La publicité, les émissions de variété, la téléréalité, même
la plupart des bulletins de nouvelles sont vus comme des outils de
divertissement consensuels. Qu’ils disent n’importe quoi ou qu’ils se targuent
de parler des vraies affaires, ils s’adressent à la masse dans les mots de la
masse pour lui dire ce qu’elle veut bien entendre, la masse. Ils sombrent dans
la complaisance stérile. C’est bon avant le dodo, ça vide la tête et… ça
rassure.
Mais ça n’avance à rien.
Et dans ce monde du prêt à porter, du prêt à bouffer, du prêt
à penser, quelle est la place de la littérature qu’elle soit de jeunesse ou non?

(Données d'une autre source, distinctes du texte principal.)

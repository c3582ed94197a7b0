use rbac_inspector_core::{AppError, WatchId};
use rbac_inspector_domain::{ApiVersion, WatchEventType};
use tracing::warn;

/// Where a failed conversion originated.
#[derive(Debug, Clone, Copy, PartialEq, Eq)]
pub enum ConversionOrigin {
    /// A notification received by one multiplexer instance.
    Watch {
        /// Multiplexer instance that received the notification.
        watch_id: WatchId,
        /// Notification type.
        event_type: WatchEventType,
    },
    /// An item of a one-shot listing.
    Listing,
}

/// One non-fatal conversion failure.
#[derive(Debug, Clone, PartialEq, Eq)]
pub struct ConversionFailure {
    /// Revision the payload arrived through.
    pub version: ApiVersion,
    /// Source of the payload.
    pub origin: ConversionOrigin,
    /// Conversion error.
    pub error: AppError,
}

/// Observability port receiving conversion failures.
pub trait ConversionFailureReporter: Send + Sync {
    /// Records one failure. Must not block.
    fn report(&self, failure: &ConversionFailure);
}

/// Reporter emitting one `warn` event per failure.
#[derive(Debug, Clone, Copy, Default)]
pub struct TracingConversionReporter;

impl ConversionFailureReporter for TracingConversionReporter {
    fn report(&self, failure: &ConversionFailure) {
        match failure.origin {
            ConversionOrigin::Watch {
                watch_id,
                event_type,
            } => warn!(
                watch_id = %watch_id,
                version = %failure.version,
                event_type = event_type.as_str(),
                error = %failure.error,
                "failed to convert cluster role binding event"
            ),
            ConversionOrigin::Listing => warn!(
                version = %failure.version,
                error = %failure.error,
                "failed to convert listed cluster role binding"
            ),
        }
    }
}
use std::collections::HashMap;

use rbac_inspector_core::WatchId;
use tokio::sync::{Mutex, watch};
use tokio::task::JoinHandle;
use tracing::{info, warn};

use crate::WatchSession;

/// Stop handle set of one started multiplexer instance.
pub(super) struct RegisteredWatch {
    sessions: Vec<WatchSession>,
    shutdown: watch::Sender<bool>,
    dispatch: JoinHandle<()>,
}

impl RegisteredWatch {
    pub(super) fn new(
        sessions: Vec<WatchSession>,
        shutdown: watch::Sender<bool>,
        dispatch: JoinHandle<()>,
    ) -> Self {
        Self {
            sessions,
            shutdown,
            dispatch,
        }
    }

    // Owning the entry is what makes the close happen exactly once.
    async fn shutdown(self, watch_id: WatchId) {
        for session in &self.sessions {
            session.stop();
        }
        self.shutdown.send_replace(true);

        if let Err(error) = self.dispatch.await {
            warn!(
                watch_id = %watch_id,
                error = %error,
                "binding dispatch loop ended abnormally"
            );
        }

        info!(watch_id = %watch_id, "stopped cluster role binding watch");
    }
}

/// Concurrency-safe registry of started multiplexer instances.
///
/// Instances register on start and are removed by the stop that releases
/// them, so concurrent stops never release one instance twice.
#[derive(Default)]
pub struct WatchRegistry {
    entries: Mutex<HashMap<WatchId, RegisteredWatch>>,
}

impl WatchRegistry {
    /// Creates an empty registry.
    #[must_use]
    pub fn new() -> Self {
        Self::default()
    }

    pub(super) async fn register(&self, watch_id: WatchId, entry: RegisteredWatch) {
        self.entries.lock().await.insert(watch_id, entry);
    }

    /// Number of instances that are started and not yet stopped.
    pub async fn len(&self) -> usize {
        self.entries.lock().await.len()
    }

    /// Returns whether no instance is registered.
    pub async fn is_empty(&self) -> bool {
        self.entries.lock().await.is_empty()
    }

    /// Stops one instance and closes its output stream. Unknown ids are ignored.
    pub async fn stop(&self, watch_id: WatchId) {
        let entry = self.entries.lock().await.remove(&watch_id);
        if let Some(entry) = entry {
            entry.shutdown(watch_id).await;
        }
    }

    /// Stops every registered instance and closes each output stream.
    pub async fn stop_all(&self) {
        let entries: Vec<(WatchId, RegisteredWatch)> =
            self.entries.lock().await.drain().collect();

        for (watch_id, entry) in entries {
            entry.shutdown(watch_id).await;
        }
    }
}
//! Stable (`rbac.authorization.k8s.io/v1`) shapes.

use serde::{Deserialize, Serialize};

use super::{ListMeta, ObjectMeta};

/// Reference from a binding to the role it grants.
#[derive(Debug, Clone, Default, PartialEq, Eq, Serialize, Deserialize)]
#[serde(rename_all = "camelCase")]
pub struct RoleRef {
    /// API group of the referenced role.
    #[serde(default)]
    pub api_group: String,
    /// Kind of the referenced role.
    #[serde(default)]
    pub kind: String,
    /// Name of the referenced role.
    pub name: String,
}

/// Binding subject.
#[derive(Debug, Clone, Default, PartialEq, Eq, Serialize, Deserialize)]
#[serde(rename_all = "camelCase")]
pub struct Subject {
    /// Subject kind, e.g. `Group`.
    pub kind: String,
    /// API group of the subject.
    #[serde(default)]
    pub api_group: Option<String>,
    /// Subject name.
    pub name: String,
    /// Namespace, for service accounts.
    #[serde(default)]
    pub namespace: Option<String>,
}

/// Cluster role binding.
#[derive(Debug, Clone, Default, PartialEq, Eq, Serialize, Deserialize)]
#[serde(rename_all = "camelCase")]
pub struct ClusterRoleBinding {
    /// Object metadata.
    #[serde(default)]
    pub metadata: ObjectMeta,
    /// Granted role.
    pub role_ref: RoleRef,
    /// Subjects in declaration order.
    #[serde(default)]
    pub subjects: Vec<Subject>,
}

/// Cluster role binding listing.
#[derive(Debug, Clone, Default, PartialEq, Eq, Serialize, Deserialize)]
#[serde(rename_all = "camelCase")]
pub struct ClusterRoleBindingList {
    /// List metadata.
    #[serde(default)]
    pub metadata: ListMeta,
    /// Listed bindings.
    #[serde(default)]
    pub items: Vec<ClusterRoleBinding>,
}

/// Permission rule of a cluster role.
#[derive(Debug, Clone, Default, PartialEq, Eq, Serialize, Deserialize)]
#[serde(rename_all = "camelCase")]
pub struct PolicyRule {
    /// Permission verbs.
    #[serde(default)]
    pub verbs: Vec<String>,
    /// API groups the rule covers.
    #[serde(default)]
    pub api_groups: Vec<String>,
    /// Resource kinds the rule covers.
    #[serde(default)]
    pub resources: Vec<String>,
    /// Specific resource names, when restricted.
    #[serde(default)]
    pub resource_names: Vec<String>,
}

/// Cluster role.
#[derive(Debug, Clone, Default, PartialEq, Eq, Serialize, Deserialize)]
#[serde(rename_all = "camelCase")]
pub struct ClusterRole {
    /// Object metadata.
    #[serde(default)]
    pub metadata: ObjectMeta,
    /// Permission rules in declaration order.
    #[serde(default)]
    pub rules: Vec<PolicyRule>,
}
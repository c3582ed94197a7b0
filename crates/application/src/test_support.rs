use std::collections::HashMap;
use std::sync::Arc;
use std::sync::atomic::{AtomicUsize, Ordering};

use async_trait::async_trait;
use rbac_inspector_core::{AppError, AppResult};
use rbac_inspector_domain::{ApiVersion, BindingListPayload, RawWatchEvent, RolePayload};
use tokio::sync::{Mutex, mpsc};

use crate::conversion_reporter::{ConversionFailure, ConversionFailureReporter};
use crate::rbac_ports::{RbacApi, RbacApis, StopHandle, WatchSubscription};

pub(crate) struct FakeRbacApi {
    version: ApiVersion,
    fail_watch: Mutex<bool>,
    watch_senders: Mutex<Vec<mpsc::Sender<RawWatchEvent>>>,
    listing: Mutex<Option<BindingListPayload>>,
    roles: Mutex<HashMap<String, RolePayload>>,
    role_fetches: Mutex<usize>,
    stops: Arc<AtomicUsize>,
}

impl FakeRbacApi {
    fn new(version: ApiVersion) -> Self {
        Self {
            version,
            fail_watch: Mutex::new(false),
            watch_senders: Mutex::new(Vec::new()),
            listing: Mutex::new(None),
            roles: Mutex::new(HashMap::new()),
            role_fetches: Mutex::new(0),
            stops: Arc::new(AtomicUsize::new(0)),
        }
    }

    pub(crate) async fn fail_watch(&self) {
        *self.fail_watch.lock().await = true;
    }

    pub(crate) async fn set_listing(&self, listing: BindingListPayload) {
        *self.listing.lock().await = Some(listing);
    }

    pub(crate) async fn set_role(&self, name: &str, role: RolePayload) {
        self.roles.lock().await.insert(name.to_owned(), role);
    }

    pub(crate) async fn role_fetches(&self) -> usize {
        *self.role_fetches.lock().await
    }

    /// Sender feeding the most recently opened subscription.
    pub(crate) async fn latest_sender(&self) -> Option<mpsc::Sender<RawWatchEvent>> {
        self.watch_senders.lock().await.last().cloned()
    }

    /// Drops every sender, which closes the opened subscriptions.
    pub(crate) async fn close_streams(&self) {
        self.watch_senders.lock().await.clear();
    }

    pub(crate) fn stops(&self) -> usize {
        self.stops.load(Ordering::SeqCst)
    }
}

#[async_trait]
impl RbacApi for FakeRbacApi {
    fn version(&self) -> ApiVersion {
        self.version
    }

    async fn watch_cluster_role_bindings(&self) -> AppResult<WatchSubscription> {
        if *self.fail_watch.lock().await {
            return Err(AppError::Connection("watch rejected".to_owned()));
        }

        let (sender, receiver) = mpsc::channel(16);
        self.watch_senders.lock().await.push(sender);
        let stops = Arc::clone(&self.stops);

        Ok(WatchSubscription::new(
            receiver,
            StopHandle::new(move || {
                stops.fetch_add(1, Ordering::SeqCst);
            }),
        ))
    }

    async fn list_cluster_role_bindings(&self) -> AppResult<BindingListPayload> {
        self.listing
            .lock()
            .await
            .clone()
            .ok_or_else(|| AppError::Connection("list rejected".to_owned()))
    }

    async fn get_cluster_role(&self, name: &str) -> AppResult<RolePayload> {
        *self.role_fetches.lock().await += 1;
        self.roles
            .lock()
            .await
            .get(name)
            .cloned()
            .ok_or_else(|| AppError::NotFound(format!("cluster role '{name}'")))
    }
}

pub(crate) struct FakeApis {
    pub(crate) v1: Arc<FakeRbacApi>,
    pub(crate) v1alpha1: Arc<FakeRbacApi>,
    pub(crate) v1beta1: Arc<FakeRbacApi>,
}

impl FakeApis {
    pub(crate) fn new() -> Self {
        Self {
            v1: Arc::new(FakeRbacApi::new(ApiVersion::V1)),
            v1alpha1: Arc::new(FakeRbacApi::new(ApiVersion::V1Alpha1)),
            v1beta1: Arc::new(FakeRbacApi::new(ApiVersion::V1Beta1)),
        }
    }

    pub(crate) fn apis(&self) -> RbacApis {
        let apis = RbacApis::new(
            Arc::clone(&self.v1) as Arc<dyn RbacApi>,
            Arc::clone(&self.v1alpha1) as Arc<dyn RbacApi>,
            Arc::clone(&self.v1beta1) as Arc<dyn RbacApi>,
        );
        match apis {
            Ok(apis) => apis,
            Err(error) => panic!("fake apis are built per revision: {error}"),
        }
    }

    pub(crate) fn get(&self, version: ApiVersion) -> &Arc<FakeRbacApi> {
        match version {
            ApiVersion::V1 => &self.v1,
            ApiVersion::V1Alpha1 => &self.v1alpha1,
            ApiVersion::V1Beta1 => &self.v1beta1,
        }
    }

    pub(crate) async fn total_role_fetches(&self) -> usize {
        self.v1.role_fetches().await
            + self.v1alpha1.role_fetches().await
            + self.v1beta1.role_fetches().await
    }
}

#[derive(Default)]
pub(crate) struct CountingReporter {
    failures: std::sync::Mutex<Vec<ConversionFailure>>,
}

impl CountingReporter {
    pub(crate) fn failures(&self) -> Vec<ConversionFailure> {
        self.failures
            .lock()
            .map(|failures| failures.clone())
            .unwrap_or_default()
    }
}

impl ConversionFailureReporter for CountingReporter {
    fn report(&self, failure: &ConversionFailure) {
        if let Ok(mut failures) = self.failures.lock() {
            failures.push(failure.clone());
        }
    }
}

La question mérite d’être posée et c’est ce que fait Georges
Batailles dans son essai « La littérature et le mal » pour conclure
que la littérature, la vraie, doit prendre la part du mal (c’est-à-dire de la
remise en question, de l’inconfort, de l’envers de la médaille), elle doit
émouvoir, troubler, ébranler. Réveiller plutôt qu’endormir. Faire voir au-delà du
décor, porter la réflexion plus loin.
Il y a du plaisir là-dedans.
Il y a là une démarche profondément humaine et essentielle à
l’avancée de l’humanité. Il y a là matière à réfléchir. Et si on ne s’affaire
pas à montrer aux enfants à réfléchir à leur propre humanité, qui s’en
chargera?
Il y a là des contes à faire. Des drôles et des profonds
aussi.
L’histoire est triste? Ça existe, la tristesse, mon amour,
tu veux qu’on en parle?
L’histoire finit mal? Parfait! Tu veux bien qu’on en jase? Un
conte n’en est pas un si, une fois le livre refermé, on n’a pas envie d’ouvrir
la bouche pour en discuter.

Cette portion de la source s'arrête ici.